ACTIVITY
Copy the complete listing exactly as shown.

[DATASET]

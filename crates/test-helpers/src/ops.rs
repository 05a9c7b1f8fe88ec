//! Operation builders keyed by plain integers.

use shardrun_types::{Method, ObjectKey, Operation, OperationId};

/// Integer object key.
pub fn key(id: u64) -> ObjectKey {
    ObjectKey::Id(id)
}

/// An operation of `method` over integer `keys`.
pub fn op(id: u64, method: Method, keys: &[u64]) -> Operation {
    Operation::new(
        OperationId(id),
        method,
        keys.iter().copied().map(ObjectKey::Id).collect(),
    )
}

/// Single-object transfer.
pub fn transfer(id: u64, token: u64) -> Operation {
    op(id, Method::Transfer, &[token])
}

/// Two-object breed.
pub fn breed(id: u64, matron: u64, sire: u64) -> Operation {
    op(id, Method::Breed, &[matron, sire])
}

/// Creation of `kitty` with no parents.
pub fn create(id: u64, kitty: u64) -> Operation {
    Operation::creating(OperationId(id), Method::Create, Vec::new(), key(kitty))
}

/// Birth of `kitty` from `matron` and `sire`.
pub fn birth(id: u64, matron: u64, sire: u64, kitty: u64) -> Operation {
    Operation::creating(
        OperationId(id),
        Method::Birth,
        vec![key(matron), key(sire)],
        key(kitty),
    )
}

[/DATASET]

TASK RESPONSE
filename crates/test-helpers/src/ops.rs
repository 05a9c7b1f8fe88ec
//! Operation builders keyed by plain integers.

use shardrun_types::{Method, ObjectKey, Operation, OperationId};

/// Integer object key.
pub fn key(id: u64) -> ObjectKey {
    ObjectKey::Id(id)
}

/// An operation of `method` over integer `keys`.
pub fn op(id: u64, method: Method, keys: &[u64]) -> Operation {
    Operation::new(
        OperationId(id),
        method,
        keys.iter().copied().map(ObjectKey::Id).collect(),
    )
}

/// Single-object transfer.
pub fn transfer(id: u64, token: u64) -> Operation {
    op(id, Method::Transfer, &[token])
}

/// Two-object breed.
pub fn breed(id: u64, matron: u64, sire: u64) -> Operation {
    op(id, Method::Breed, &[matron, sire])
}

/// Creation of `kitty` with no parents.
pub fn create(id: u64, kitty: u64) -> Operation {
    Operation::creating(OperationId(id), Method::Create, Vec::new(), key(kitty))
}

/// Birth of `kitty` from `matron` and `sire`.
pub fn birth(id: u64, matron: u64, sire: u64, kitty: u64) -> Operation {
    Operation::creating(
        OperationId(id),
        Method::Birth,
        vec![key(matron), key(sire)],
        key(kitty),
    )
}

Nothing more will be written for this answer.